▶ **WORK TO BE COMPLETED**: Every entry below needs to be copied exactly.

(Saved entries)
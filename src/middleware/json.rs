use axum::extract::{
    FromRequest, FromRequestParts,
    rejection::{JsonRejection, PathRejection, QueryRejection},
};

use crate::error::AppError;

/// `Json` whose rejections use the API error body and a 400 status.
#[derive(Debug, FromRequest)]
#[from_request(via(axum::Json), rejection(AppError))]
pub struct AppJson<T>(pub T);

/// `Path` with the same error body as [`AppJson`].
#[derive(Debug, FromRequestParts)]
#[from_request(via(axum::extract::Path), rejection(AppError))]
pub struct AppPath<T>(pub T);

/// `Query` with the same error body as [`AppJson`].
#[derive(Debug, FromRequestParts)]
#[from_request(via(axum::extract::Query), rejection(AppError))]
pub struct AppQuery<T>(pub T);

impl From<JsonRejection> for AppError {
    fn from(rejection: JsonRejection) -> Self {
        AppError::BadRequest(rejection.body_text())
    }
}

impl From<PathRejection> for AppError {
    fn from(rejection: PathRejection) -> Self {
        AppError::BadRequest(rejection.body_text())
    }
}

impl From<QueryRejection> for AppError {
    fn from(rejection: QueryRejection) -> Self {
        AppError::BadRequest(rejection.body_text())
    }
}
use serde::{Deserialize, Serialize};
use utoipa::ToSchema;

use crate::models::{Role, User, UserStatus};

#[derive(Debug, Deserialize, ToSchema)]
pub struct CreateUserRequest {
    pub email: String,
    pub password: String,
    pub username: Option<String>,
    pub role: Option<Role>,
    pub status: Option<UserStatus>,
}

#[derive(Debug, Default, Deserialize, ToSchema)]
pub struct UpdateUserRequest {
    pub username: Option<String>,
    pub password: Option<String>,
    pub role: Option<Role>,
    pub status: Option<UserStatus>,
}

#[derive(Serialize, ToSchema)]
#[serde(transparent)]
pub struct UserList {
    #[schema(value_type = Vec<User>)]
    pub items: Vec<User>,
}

▶ **RESULT**:
filename src/middleware/json.rs
use axum::extract::{
    FromRequest, FromRequestParts,
    rejection::{JsonRejection, PathRejection, QueryRejection},
};

use crate::error::AppError;

/// `Json` whose rejections use the API error body and a 400 status.
#[derive(Debug, FromRequest)]
#[from_request(via(axum::Json), rejection(AppError))]
pub struct AppJson<T>(pub T);

/// `Path` with the same error body as [`AppJson`].
#[derive(Debug, FromRequestParts)]
#[from_request(via(axum::extract::Path), rejection(AppError))]
pub struct AppPath<T>(pub T);

/// `Query` with the same error body as [`AppJson`].
#[derive(Debug, FromRequestParts)]
#[from_request(via(axum::extract::Query), rejection(AppError))]
pub struct AppQuery<T>(pub T);

impl From<JsonRejection> for AppError {
    fn from(rejection: JsonRejection) -> Self {
        AppError::BadRequest(rejection.body_text())
    }
}

impl From<PathRejection> for AppError {
    fn from(rejection: PathRejection) -> Self {
        AppError::BadRequest(rejection.body_text())
    }
}

impl From<QueryRejection> for AppError {
    fn from(rejection: QueryRejection) -> Self {
        AppError::BadRequest(rejection.body_text())
    }
}
use serde::{Deserialize, Serialize};
use utoipa::ToSchema;

use crate::models::{Role, User, UserStatus};

#[derive(Debug, Deserialize, ToSchema)]
pub struct CreateUserRequest {
    pub email: String,
    pub password: String,
    pub username: Option<String>,
    pub role: Option<Role>,
    pub status: Option<UserStatus>,
}

#[derive(Debug, Default, Deserialize, ToSchema)]
pub struct UpdateUserRequest {
    pub username: Option<String>,
    pub password: Option<String>,
    pub role: Option<Role>,
    pub status: Option<UserStatus>,
}

#[derive(Serialize, ToSchema)]
#[serde(transparent)]
pub struct UserList {
    #[schema(value_type = Vec<User>)]
    pub items: Vec<User>,
}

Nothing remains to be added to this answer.